* **WHAT THE EXERCISE ASKS**
Look below for the line with "pub async fn ready(State(state): State<AppState>)", and from there restate every line word for word until the entries end.

::: DATA EXTRACT

//! Inbound authentication and header forwarding.
//!
//! # Data Flow
//! ```text
//! inbound request
//!     → api key check (x-api-key or Authorization: ApiKey, constant-time)
//!     → 401 on mismatch/absence
//!     → ForwardedHeaders built from the allowlist (gateway ApiKey stripped)
//!     → inserted as a request extension for the resolver
//! ```
//!
//! # Design Decisions
//! - No configured key means every request passes
//! - Key comparison uses `subtle`; length mismatch fails through the same
//!   padded comparison, it never short-circuits
//! - The gateway's own credential is never forwarded upstream; an end
//!   user's `Authorization: Bearer` passes through byte-for-byte

use axum::{
    body::Body,
    extract::State,
    http::{header, HeaderMap, Request, StatusCode},
    middleware::Next,
    response::{IntoResponse, Response},
    Json,
};
use serde_json::json;
use subtle::ConstantTimeEq;

use crate::config::GatewayConfig;
use crate::http::server::AppState;

/// Header names copied from the inbound request to the upstream call.
const FORWARDED_HEADERS: [&str; 7] = [
    "authorization",
    "x-request-id",
    "x-correlation-id",
    "accept-language",
    "x-tenant-id",
    "x-user-id",
    "x-company-id",
];

/// The subset of inbound headers that may travel upstream.
#[derive(Clone, Debug, Default)]
pub struct ForwardedHeaders(HeaderMap);

impl ForwardedHeaders {
    /// Copy the allowlisted headers, dropping the gateway's own
    /// `Authorization: ApiKey ...` credential.
    pub fn from_request_headers(headers: &HeaderMap) -> Self {
        let mut forwarded = HeaderMap::new();
        for name in FORWARDED_HEADERS {
            if let Some(value) = headers.get(name) {
                if name == "authorization" && is_api_key_scheme(value.as_bytes()) {
                    continue;
                }
                if let Ok(name) = header::HeaderName::from_bytes(name.as_bytes()) {
                    forwarded.insert(name, value.clone());
                }
            }
        }
        Self(forwarded)
    }

    pub fn as_header_map(&self) -> &HeaderMap {
        &self.0
    }
}

fn is_api_key_scheme(value: &[u8]) -> bool {
    value.len() >= 7 && value[..7].eq_ignore_ascii_case(b"apikey ")
}

/// Constant-time equality over byte strings.
///
/// Both inputs are padded to the longer length with different fill bytes,
/// so unequal lengths fail without making the comparison time depend on
/// where the first mismatch sits.
pub fn constant_time_compare(provided: &[u8], expected: &[u8]) -> bool {
    let max_len = provided.len().max(expected.len());
    let mut a = vec![0u8; max_len];
    let mut b = vec![0xFFu8; max_len];
    a[..provided.len()].copy_from_slice(provided);
    b[..expected.len()].copy_from_slice(expected);

    let lengths_equal = provided.len().ct_eq(&expected.len());
    let contents_equal = a.ct_eq(&b);
    (lengths_equal & contents_equal).into()
}

/// Extract the caller-presented key: `x-api-key` or `Authorization: ApiKey`.
fn presented_key(headers: &HeaderMap) -> Option<&[u8]> {
    if let Some(value) = headers.get("x-api-key") {
        return Some(value.as_bytes());
    }
    if let Some(value) = headers.get(header::AUTHORIZATION) {
        let bytes = value.as_bytes();
        if is_api_key_scheme(bytes) {
            return Some(&bytes[7..]);
        }
    }
    None
}

/// True when the request may proceed under the given config.
pub fn check_api_key(headers: &HeaderMap, config: &GatewayConfig) -> bool {
    let Some(expected) = &config.auth.api_key else {
        return true;
    };
    match presented_key(headers) {
        Some(provided) => constant_time_compare(provided, expected.as_bytes()),
        None => false,
    }
}

/// Axum middleware guarding the GraphQL endpoint.
pub async fn require_api_key(
    State(state): State<AppState>,
    mut request: Request<Body>,
    next: Next,
) -> Response {
    if !check_api_key(request.headers(), &state.config) {
        tracing::warn!(path = %request.uri().path(), "Rejected request with missing or invalid API key");
        crate::observability::metrics::record_auth_rejection();
        return (
            StatusCode::UNAUTHORIZED,
            Json(json!({
                "error": {
                    "code": "UNAUTHORIZED",
                    "message": "Missing or invalid API key",
                }
            })),
        )
            .into_response();
    }

    let forwarded = ForwardedHeaders::from_request_headers(request.headers());
    request.extensions_mut().insert(forwarded);
    next.run(request).await
}
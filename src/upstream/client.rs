//! Single bounded, cancellable GET against the configured upstream.
//!
//! # Responsibilities
//! - Enforce path safety before any connection is made
//! - Bound the whole call (connect + headers + body) with one timeout
//! - Cap the response size via Content-Length and again while streaming
//! - Classify every failure with a stable error code
//!
//! # Design Decisions
//! - The timeout wraps the entire fetch future; expiry drops the in-flight
//!   body, which aborts the underlying connection
//! - The body is read frame by frame with a running byte counter, so an
//!   oversized body is never fully buffered even when Content-Length lies
//! - Redirects are rejected, not followed

use axum::body::Body;
use axum::http::{header, HeaderMap, Method, Request, Uri};
use http_body_util::BodyExt;
use hyper_util::client::legacy::{connect::HttpConnector, Client};
use hyper_util::rt::TokioExecutor;
use serde_json::Value;
use std::time::Duration;

use crate::config::UpstreamConfig;
use crate::error::UpstreamError;
use crate::upstream::path::check_path;

/// Parsed upstream response body.
#[derive(Debug, Clone, PartialEq)]
pub enum UpstreamBody {
    /// The upstream declared a JSON content type and the body parsed.
    Json(Value),
    /// Any other content type, decoded as text (lossy UTF-8).
    Text(String),
}

impl UpstreamBody {
    /// Collapse into a JSON value; text becomes a JSON string.
    pub fn into_value(self) -> Value {
        match self {
            UpstreamBody::Json(value) => value,
            UpstreamBody::Text(text) => Value::String(text),
        }
    }
}

/// HTTP client for the single configured REST upstream.
pub struct UpstreamClient {
    client: Client<HttpConnector, Body>,
    config: UpstreamConfig,
}

impl UpstreamClient {
    pub fn new(config: UpstreamConfig) -> Self {
        let client = Client::builder(TokioExecutor::new()).build(HttpConnector::new());
        Self { client, config }
    }

    pub fn is_configured(&self) -> bool {
        self.config.base_url.is_some()
    }

    /// Resolver entry point: validate the path (including the configured
    /// prefix allowlist) and perform the bounded GET.
    pub async fn get(
        &self,
        path: &str,
        headers: &HeaderMap,
    ) -> Result<UpstreamBody, UpstreamError> {
        check_path(path, &self.config.allowed_path_prefixes)?;
        self.fetch(path, headers).await
    }

    /// Readiness probe against the configured health path. Skips the prefix
    /// allowlist: the probe target comes from config, not from a caller.
    pub async fn probe_health(&self) -> Result<(), UpstreamError> {
        let path = self.config.health_path.clone();
        self.fetch(&path, &HeaderMap::new()).await.map(|_| ())
    }

    async fn fetch(&self, path: &str, headers: &HeaderMap) -> Result<UpstreamBody, UpstreamError> {
        let base_url = self
            .config
            .base_url
            .as_deref()
            .ok_or(UpstreamError::NotConfigured)?;

        let uri: Uri = format!("{base_url}{path}")
            .parse()
            .map_err(|e: axum::http::uri::InvalidUri| UpstreamError::Fetch(e.to_string()))?;

        let timeout_ms = self.config.timeout_ms;
        match tokio::time::timeout(
            Duration::from_millis(timeout_ms),
            self.fetch_inner(uri, headers),
        )
        .await
        {
            Ok(result) => result,
            // Expiry drops fetch_inner along with any in-flight body read,
            // releasing the connection.
            Err(_) => Err(UpstreamError::Timeout { timeout_ms }),
        }
    }

    async fn fetch_inner(
        &self,
        uri: Uri,
        headers: &HeaderMap,
    ) -> Result<UpstreamBody, UpstreamError> {
        let mut builder = Request::builder().method(Method::GET).uri(uri);
        if let Some(request_headers) = builder.headers_mut() {
            for (name, value) in headers {
                request_headers.insert(name.clone(), value.clone());
            }
        }
        let request = builder
            .body(Body::empty())
            .map_err(|e| UpstreamError::Fetch(e.to_string()))?;

        let response = self
            .client
            .request(request)
            .await
            .map_err(|e| UpstreamError::Fetch(e.to_string()))?;

        let status = response.status();
        if status.is_redirection() {
            return Err(UpstreamError::RedirectNotAllowed {
                status: status.as_u16(),
            });
        }
        if !status.is_success() {
            return Err(UpstreamError::Status {
                status: status.as_u16(),
            });
        }

        let max_bytes = self.config.max_response_bytes;
        if let Some(declared) = response
            .headers()
            .get(header::CONTENT_LENGTH)
            .and_then(|v| v.to_str().ok())
            .and_then(|v| v.parse::<u64>().ok())
        {
            if declared > max_bytes {
                return Err(UpstreamError::TooLarge { max_bytes });
            }
        }

        let json = response
            .headers()
            .get(header::CONTENT_TYPE)
            .and_then(|v| v.to_str().ok())
            .map(is_json_content_type)
            .unwrap_or(false);

        let mut body = response.into_body();
        let mut collected: Vec<u8> = Vec::new();
        let mut total: u64 = 0;
        while let Some(frame) = body.frame().await {
            let frame = frame.map_err(|e| UpstreamError::Fetch(e.to_string()))?;
            if let Some(data) = frame.data_ref() {
                total += data.len() as u64;
                if total > max_bytes {
                    // Dropping the body here cancels the read and aborts
                    // the connection; nothing more is buffered.
                    return Err(UpstreamError::TooLarge { max_bytes });
                }
                collected.extend_from_slice(data);
            }
        }

        if json {
            serde_json::from_slice(&collected)
                .map(UpstreamBody::Json)
                .map_err(|_| UpstreamError::InvalidJson)
        } else {
            Ok(UpstreamBody::Text(
                String::from_utf8_lossy(&collected).into_owned(),
            ))
        }
    }
}

/// True for `application/json` and structured-syntax `+json` types.
fn is_json_content_type(value: &str) -> bool {
    let media = value
        .split(';')
        .next()
        .unwrap_or("")
        .trim()
        .to_ascii_lowercase();
    media == "application/json" || media.ends_with("+json")
}
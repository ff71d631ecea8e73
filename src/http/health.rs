//! Liveness and readiness endpoints.

use axum::{
    extract::State,
    http::StatusCode,
    response::{IntoResponse, Response},
    Json,
};
use serde_json::json;

use crate::graphql::schema::{now_millis, SERVICE_NAME};
use crate::http::server::AppState;

/// `GET /health` and `GET /live`: always 200.
pub async fn health() -> Json<serde_json::Value> {
    Json(json!({
        "ok": true,
        "service": SERVICE_NAME,
        "version": env!("CARGO_PKG_VERSION"),
        "time": now_millis(),
    }))
}

/// `GET /ready`: 200 only when an upstream is configured and its health
/// path responds. Failure details are generic in production.
pub async fn ready(State(state): State<AppState>) -> Response {
    if !state.client.is_configured() {
        return (
            StatusCode::SERVICE_UNAVAILABLE,
            Json(json!({
                "ok": false,
                "upstream": {"configured": false},
            })),
        )
            .into_response();
    }

    match state.client.probe_health().await {
        Ok(()) => Json(json!({
            "ok": true,
            "upstream": {"configured": true},
        }))
        .into_response(),
        Err(e) => {
            tracing::warn!(code = %e.code(), "Readiness probe failed");
            let message = if state.config.is_production() {
                "upstream health check failed".to_string()
            } else {
                e.to_string()
            };
            (
                StatusCode::SERVICE_UNAVAILABLE,
                Json(json!({
                    "ok": false,
                    "upstream": {"configured": true},
                    "error": {"code": e.code(), "message": message},
                })),
            )
                .into_response()
        }
    }
}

::::::

* **OUTPUT BELOW**
pub async fn ready(State(state): State<AppState>) -> Response {
    if !state.client.is_configured() {
        return (
            StatusCode::SERVICE_UNAVAILABLE,
            Json(json!({
                "ok": false,
                "upstream": {"configured": false},
            })),
        )
            .into_response();
    }

    match state.client.probe_health().await {
        Ok(()) => Json(json!({
            "ok": true,
            "upstream": {"configured": true},
        }))
        .into_response(),
        Err(e) => {
            tracing::warn!(code = %e.code(), "Readiness probe failed");
            let message = if state.config.is_production() {
                "upstream health check failed".to_string()
            } else {
                e.to_string()
            };
            (
                StatusCode::SERVICE_UNAVAILABLE,
                Json(json!({
                    "ok": false,
                    "upstream": {"configured": true},
                    "error": {"code": e.code(), "message": message},
                })),
            )
                .into_response()
        }
    }
}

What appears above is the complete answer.